- Film poster
- Directed by: Bryan Forbes
- Written by: Edward Anhalt
- Based on: La Folle de Chaillot 1945 play by Jean Giraudoux, in 1947 adapted by Maurice Valency
- Produced by: Ely Landau Anthony B. Unger
- Starring: Katharine Hepburn Charles Boyer Claude Dauphin Edith Evans John Gavin Paul Henreid Oskar Homolka Margaret Leighton Giulietta Masina Nanette Newman Richard Chamberlain Yul Brynner Donald Pleasence Danny Kaye
- Cinematography: Burnett Guffey Claude Renoir
- Edited by: Roger Dwyre
- Music by: Michael J. Lewis
- Production company: Commonwealth United Entertainment
- Distributed by: Warner Bros.-Seven Arts
- Release date: October 12, 1969;
- Running time: 132 minutes
- Country: United States
- Language: English

= The Madwoman of Chaillot (film) =

1969 film by Bryan Forbes, John Huston

The Madwoman of Chaillot is a 1969 American satirical film made by Commonwealth United Entertainment and distributed by Warner Bros.-Seven Arts. It was directed by Bryan Forbes and produced by Ely A. Landau with Anthony B. Unger as associate producer. The screenplay was by Edward Anhalt, based on The Madwoman of Chaillot, Maurice Valency's adaption of La Folle de Chaillot by Jean Giraudoux. The music score was by Michael J. Lewis and the cinematography by Burnett Guffey and Claude Renoir. It was shot at the Victorine Studios in Nice and on location in Paris. The film's sets were designed by the art director Ray Simm.
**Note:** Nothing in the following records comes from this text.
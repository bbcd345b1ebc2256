use thiserror::Error;

use super::assemble::AssembleError;
use super::extractor::ExtractionError;
use crate::utils::fetch::FetchError;
use crate::utils::gemini::GenerationError;
use crate::utils::youtube_search::VideoLookupError;

/// Every way a study-guide request can fail.
#[derive(Error, Debug)]
pub enum AnalyzeError {
    #[error("Missing fileUrl in request body.")]
    MissingFileUrl,

    #[error("Unsupported file type: '{0}'")]
    UnsupportedFormat(String),

    #[error(transparent)]
    Fetch(#[from] FetchError),

    #[error("Failed to write scratch file: {0}")]
    Scratch(#[source] std::io::Error),

    #[error(transparent)]
    Extraction(#[from] ExtractionError),

    #[error(transparent)]
    Generation(#[from] GenerationError),

    #[error(transparent)]
    VideoLookup(#[from] VideoLookupError),

    #[error(transparent)]
    Assemble(#[from] AssembleError),
}
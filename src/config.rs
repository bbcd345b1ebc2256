use clap::{Arg, ArgAction, ArgMatches, Command};
use std::env;
use std::net::{IpAddr, SocketAddr};
use std::path::PathBuf;
use std::time::Duration;
use thiserror::Error;

use crate::utils::gemini::{DEFAULT_GEMINI_BASE_URL, DEFAULT_GEMINI_MODEL};
use crate::utils::youtube_search::DEFAULT_YOUTUBE_BASE_URL;

const DEFAULT_PORT: u16 = 3001;
const DEFAULT_MAX_DOCUMENT_BYTES: u64 = 50 * 1024 * 1024;

#[derive(Error, Debug)]
pub enum ConfigError {
    #[error("missing required setting {0} (pass the flag or set the environment variable)")]
    MissingKey(&'static str),

    #[error("invalid value for {name}: {reason}")]
    Invalid { name: &'static str, reason: String },
}

#[derive(Debug, Clone)]
pub struct AppConfig {
    pub gemini_api_key: String,
    pub gemini_model: String,
    pub gemini_base_url: String,
    pub youtube_api_key: String,
    pub youtube_base_url: String,
    pub host: IpAddr,
    pub port: u16,
    pub fetch_timeout: Duration,
    pub generation_timeout: Duration,
    pub video_timeout: Duration,
    pub max_document_bytes: u64,
    pub scratch_dir: PathBuf,
    pub expose_error_details: bool,
    pub quiet: bool,
}

pub fn build_cli() -> Command {
    Command::new("study-guide-server")
        .version(env!("CARGO_PKG_VERSION"))
        .about("HTTP service that turns lecture documents into study guides")
        .long_about(
            "POST /analyze-file-url with {\"fileUrl\": \"...\"} pointing at a PDF, DOCX or PPTX.\n\
            The document text is summarized into units with multiple-choice questions\n\
            by Gemini, and a related YouTube video is attached to the first and last unit.",
        )
        .arg(setting("gemini-api-key", "KEY", "Gemini API key [env: GEMINI_API_KEY]"))
        .arg(setting("gemini-model", "MODEL", "Gemini model identifier [env: GEMINI_MODEL]"))
        .arg(setting("gemini-base-url", "URL", "Gemini API base URL [env: GEMINI_BASE_URL]"))
        .arg(setting("youtube-api-key", "KEY", "YouTube Data API key [env: YOUTUBE_API_KEY]"))
        .arg(setting("youtube-base-url", "URL", "YouTube Data API base URL [env: YOUTUBE_BASE_URL]"))
        .arg(setting("host", "ADDR", "Address to bind [env: HOST] (default 0.0.0.0)"))
        .arg(setting("port", "PORT", "Port to listen on [env: PORT] (default 3001)"))
        .arg(setting("fetch-timeout-secs", "SECS", "Document download timeout (default 60)"))
        .arg(setting("generation-timeout-secs", "SECS", "Gemini call timeout (default 120)"))
        .arg(setting("video-timeout-secs", "SECS", "YouTube search timeout (default 30)"))
        .arg(setting("max-document-bytes", "BYTES", "Largest accepted document (default 50 MiB)"))
        .arg(setting("scratch-dir", "DIR", "Directory for temporary PPTX copies [env: SCRATCH_DIR]"))
        .arg(
            Arg::new("redact-error-details")
                .long("redact-error-details")
                .help("Omit underlying error messages from 500 responses")
                .action(ArgAction::SetTrue),
        )
        .arg(
            Arg::new("quiet")
                .long("quiet")
                .short('q')
                .help("Suppress the startup banner and log only errors")
                .action(ArgAction::SetTrue),
        )
}

fn setting(name: &'static str, value_name: &'static str, help: &'static str) -> Arg {
    Arg::new(name)
        .long(name)
        .value_name(value_name)
        .help(help)
        .action(ArgAction::Set)
}

impl AppConfig {
    pub fn from_matches(matches: &ArgMatches) -> Result<Self, ConfigError> {
        Self::resolve(matches, |key| env::var(key).ok())
    }

    /// Command-line values win over the environment lookup.
    fn resolve(
        matches: &ArgMatches,
        env_lookup: impl Fn(&str) -> Option<String>,
    ) -> Result<Self, ConfigError> {
        let value = |arg: &str, env_key: Option<&str>| -> Option<String> {
            matches
                .get_one::<String>(arg)
                .cloned()
                .or_else(|| env_key.and_then(&env_lookup))
                .map(|v| v.trim().to_string())
                .filter(|v| !v.is_empty())
        };

        let gemini_api_key = value("gemini-api-key", Some("GEMINI_API_KEY"))
            .ok_or(ConfigError::MissingKey("GEMINI_API_KEY"))?;
        let youtube_api_key = value("youtube-api-key", Some("YOUTUBE_API_KEY"))
            .ok_or(ConfigError::MissingKey("YOUTUBE_API_KEY"))?;

        let host = match value("host", Some("HOST")) {
            Some(raw) => raw.parse::<IpAddr>().map_err(|e| ConfigError::Invalid {
                name: "host",
                reason: e.to_string(),
            })?,
            None => IpAddr::from([0, 0, 0, 0]),
        };
        let port = parse_number("port", value("port", Some("PORT")), DEFAULT_PORT)?;

        let fetch_timeout = seconds("fetch-timeout-secs", value("fetch-timeout-secs", None), 60)?;
        let generation_timeout = seconds(
            "generation-timeout-secs",
            value("generation-timeout-secs", None),
            120,
        )?;
        let video_timeout = seconds("video-timeout-secs", value("video-timeout-secs", None), 30)?;

        let max_document_bytes = parse_number(
            "max-document-bytes",
            value("max-document-bytes", None),
            DEFAULT_MAX_DOCUMENT_BYTES,
        )?;
        if max_document_bytes == 0 {
            return Err(ConfigError::Invalid {
                name: "max-document-bytes",
                reason: "must be greater than zero".into(),
            });
        }

        let scratch_dir = value("scratch-dir", Some("SCRATCH_DIR"))
            .map(PathBuf::from)
            .unwrap_or_else(env::temp_dir);

        Ok(Self {
            gemini_api_key,
            gemini_model: value("gemini-model", Some("GEMINI_MODEL"))
                .unwrap_or_else(|| DEFAULT_GEMINI_MODEL.to_string()),
            gemini_base_url: value("gemini-base-url", Some("GEMINI_BASE_URL"))
                .unwrap_or_else(|| DEFAULT_GEMINI_BASE_URL.to_string()),
            youtube_api_key,
            youtube_base_url: value("youtube-base-url", Some("YOUTUBE_BASE_URL"))
                .unwrap_or_else(|| DEFAULT_YOUTUBE_BASE_URL.to_string()),
            host,
            port,
            fetch_timeout,
            generation_timeout,
            video_timeout,
            max_document_bytes,
            scratch_dir,
            expose_error_details: !matches.get_flag("redact-error-details"),
            quiet: matches.get_flag("quiet"),
        })
    }

    pub fn bind_addr(&self) -> SocketAddr {
        SocketAddr::new(self.host, self.port)
    }
}

fn parse_number<T>(name: &'static str, raw: Option<String>, default: T) -> Result<T, ConfigError>
where
    T: std::str::FromStr,
    T::Err: std::fmt::Display,
{
    match raw {
        Some(raw) => raw.parse::<T>().map_err(|e| ConfigError::Invalid {
            name,
            reason: e.to_string(),
        }),
        None => Ok(default),
    }
}

fn seconds(name: &'static str, raw: Option<String>, default: u64) -> Result<Duration, ConfigError> {
    let secs = parse_number(name, raw, default)?;
    if secs == 0 {
        return Err(ConfigError::Invalid {
            name,
            reason: "timeout must be at least one second".into(),
        });
    }
    Ok(Duration::from_secs(secs))
}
The film stars Katharine Hepburn with Paul Henreid, Oskar Homolka, Yul Brynner, Richard Chamberlain, Edith Evans and Donald Pleasence.

A musical version of the play titled Dear World with music and lyrics by Jerry Herman, and starring Angela Lansbury, opened with little success on Broadway in 1969.

==Plot==
The story is set in a 20th-century society endangered by power and greed and imagines the rebellion of the "little people" against corrupt and soulless authority.
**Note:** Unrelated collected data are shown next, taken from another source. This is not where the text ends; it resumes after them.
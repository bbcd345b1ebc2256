pub mod assemble;
pub mod error;
pub mod extractor;
pub mod model;
pub mod pipeline;
pub mod prompts;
A group of prominent men—The Reverend, The General, The Commissar, The Chairman and The Broker—meet at a café to discuss how they can increase their already massive fortunes. The Prospector eventually approaches them with his offer. He says that there is oil in Paris, but requires that each of them share a terrible secret before he tells all. They do, and he reveals that the earth of Chaillot is “soggy with oil.”
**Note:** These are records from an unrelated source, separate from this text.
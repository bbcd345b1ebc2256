//! Plain-text extraction for Office Open XML documents (DOCX, PPTX).
//!
//! Both formats are ZIP containers holding WordprocessingML / DrawingML parts.
//! DOCX is read straight from memory; PPTX is read from a file on disk.

use once_cell::sync::Lazy;
use quick_xml::events::Event;
use quick_xml::Reader;
use regex::Regex;
use std::io::{Read, Seek};
use std::path::Path;
use thiserror::Error;
use tracing::debug;

const DOCX_MAIN_PART: &str = "word/document.xml";

static SLIDE_PART_REGEX: Lazy<Regex> =
    Lazy::new(|| Regex::new(r"^ppt/slides/slide(\d+)\.xml$").expect("valid slide part regex"));

#[derive(Error, Debug)]
pub enum OfficeError {
    #[error("failed to open archive: {0}")]
    Archive(#[from] zip::result::ZipError),

    #[error("failed to read document part: {0}")]
    Io(#[from] std::io::Error),

    #[error("malformed XML in {part}: {source}")]
    Xml {
        part: String,
        #[source]
        source: quick_xml::Error,
    },

    #[error("presentation contains no slides")]
    NoSlides,
}

/// Extracts raw text from DOCX bytes.
///
/// Every paragraph is emitted followed by a blank line. Tabs and line breaks
/// inside runs are kept as `\t` and `\n`.
pub fn extract_docx_text(bytes: &[u8]) -> Result<String, OfficeError> {
    let mut archive = zip::ZipArchive::new(std::io::Cursor::new(bytes))?;
    let xml = read_part(&mut archive, DOCX_MAIN_PART)?;

    let paragraphs = docx_paragraphs(&xml).map_err(|source| OfficeError::Xml {
        part: DOCX_MAIN_PART.to_string(),
        source,
    })?;
    debug!(paragraphs = paragraphs.len(), "DOCX paragraphs collected");

    let mut text = String::new();
    for paragraph in paragraphs {
        text.push_str(&paragraph);
        text.push_str("\n\n");
    }
    Ok(text)
}

/// Extracts slide text from a PPTX file on disk.
///
/// Slides are visited in slide-number order. Each slide yields its paragraph
/// lines joined with `\n`; slides are separated by a blank line and the whole
/// result is trimmed.
pub fn extract_pptx_text(path: &Path) -> Result<String, OfficeError> {
    let file = std::fs::File::open(path)?;
    let mut archive = zip::ZipArchive::new(file)?;

    let mut slide_parts: Vec<(u32, String)> = archive
        .file_names()
        .filter_map(|name| {
            let caps = SLIDE_PART_REGEX.captures(name)?;
            let number = caps[1].parse::<u32>().ok()?;
            Some((number, name.to_string()))
        })
        .collect();
    if slide_parts.is_empty() {
        return Err(OfficeError::NoSlides);
    }
    slide_parts.sort_by_key(|(number, _)| *number);

    let mut slides = Vec::with_capacity(slide_parts.len());
    for (_, part) in &slide_parts {
        let xml = read_part(&mut archive, part)?;
        let lines = slide_lines(&xml).map_err(|source| OfficeError::Xml {
            part: part.clone(),
            source,
        })?;
        slides.push(lines.join("\n"));
    }
    debug!(slides = slides.len(), "PPTX slides collected");

    Ok(slides.join("\n\n").trim().to_string())
}

fn read_part<R: Read + Seek>(
    archive: &mut zip::ZipArchive<R>,
    name: &str,
) -> Result<String, OfficeError> {
    let mut part = archive.by_name(name)?;
    let mut xml = String::new();
    part.read_to_string(&mut xml)?;
    Ok(xml)
}

fn docx_paragraphs(xml: &str) -> Result<Vec<String>, quick_xml::Error> {
    let mut reader = Reader::from_str(xml);
    let mut buf = Vec::new();
    let mut paragraphs = Vec::new();
    // Text boxes nest whole paragraphs inside a run of the enclosing one
    let mut open: Vec<String> = Vec::new();
    let mut run_depth = 0usize;
    let mut in_text = false;

    loop {
        match reader.read_event_into(&mut buf)? {
            Event::Start(e) => match e.name().as_ref() {
                b"w:p" => open.push(String::new()),
                b"w:r" => run_depth += 1,
                b"w:t" => in_text = true,
                _ => {}
            },
            Event::End(e) => match e.name().as_ref() {
                b"w:p" => {
                    if let Some(paragraph) = open.pop() {
                        paragraphs.push(paragraph);
                    }
                }
                b"w:r" => run_depth = run_depth.saturating_sub(1),
                b"w:t" => in_text = false,
                _ => {}
            },
            Event::Empty(e) => match e.name().as_ref() {
                b"w:p" => paragraphs.push(String::new()),
                // w:tab also declares tab stops inside w:pPr; only runs carry content
                b"w:tab" if run_depth > 0 => push_to_open(&mut open, "\t"),
                b"w:br" | b"w:cr" if run_depth > 0 => push_to_open(&mut open, "\n"),
                _ => {}
            },
            Event::Text(e) if in_text => push_to_open(&mut open, &e.unescape()?),
            Event::CData(e) if in_text => push_to_open(&mut open, &String::from_utf8_lossy(&e)),
            Event::Eof => break,
            _ => {}
        }
        buf.clear();
    }

    Ok(paragraphs)
}

fn push_to_open(open: &mut [String], text: &str) {
    if let Some(current) = open.last_mut() {
        current.push_str(text);
    }
}

fn slide_lines(xml: &str) -> Result<Vec<String>, quick_xml::Error> {
    let mut reader = Reader::from_str(xml);
    let mut buf = Vec::new();
    let mut lines = Vec::new();
    let mut current = String::new();
    let mut in_paragraph = false;
    let mut in_text = false;

    loop {
        match reader.read_event_into(&mut buf)? {
            Event::Start(e) => match e.name().as_ref() {
                b"a:p" => {
                    in_paragraph = true;
                    current.clear();
                }
                b"a:t" => in_text = true,
                _ => {}
            },
            Event::End(e) => match e.name().as_ref() {
                b"a:p" => {
                    in_paragraph = false;
                    lines.push(std::mem::take(&mut current));
                }
                b"a:t" => in_text = false,
                _ => {}
            },
            Event::Empty(e) => match e.name().as_ref() {
                b"a:p" => lines.push(String::new()),
                b"a:br" if in_paragraph => current.push('\n'),
                _ => {}
            },
            Event::Text(e) if in_text => current.push_str(&e.unescape()?),
            Event::Eof => break,
            _ => {}
        }
        buf.clear();
    }

    Ok(lines)
}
They resolve to acquire the mineral rights, with or without the consent of the people of Paris. Countess Aurelia, the "madwoman" of the title, learns of this plan to drill for oil under the very streets of her district from Roderick – an activist and nephew-by-marriage to the Prospector – and The Ragpicker. Among her many eccentricities is starting her day with a paper dated March 22, 1919. She enlists the help of her friends, a motley crew of "little people" who include Constance, who has an invisible dog, and Gabrielle, who has an invisible beau.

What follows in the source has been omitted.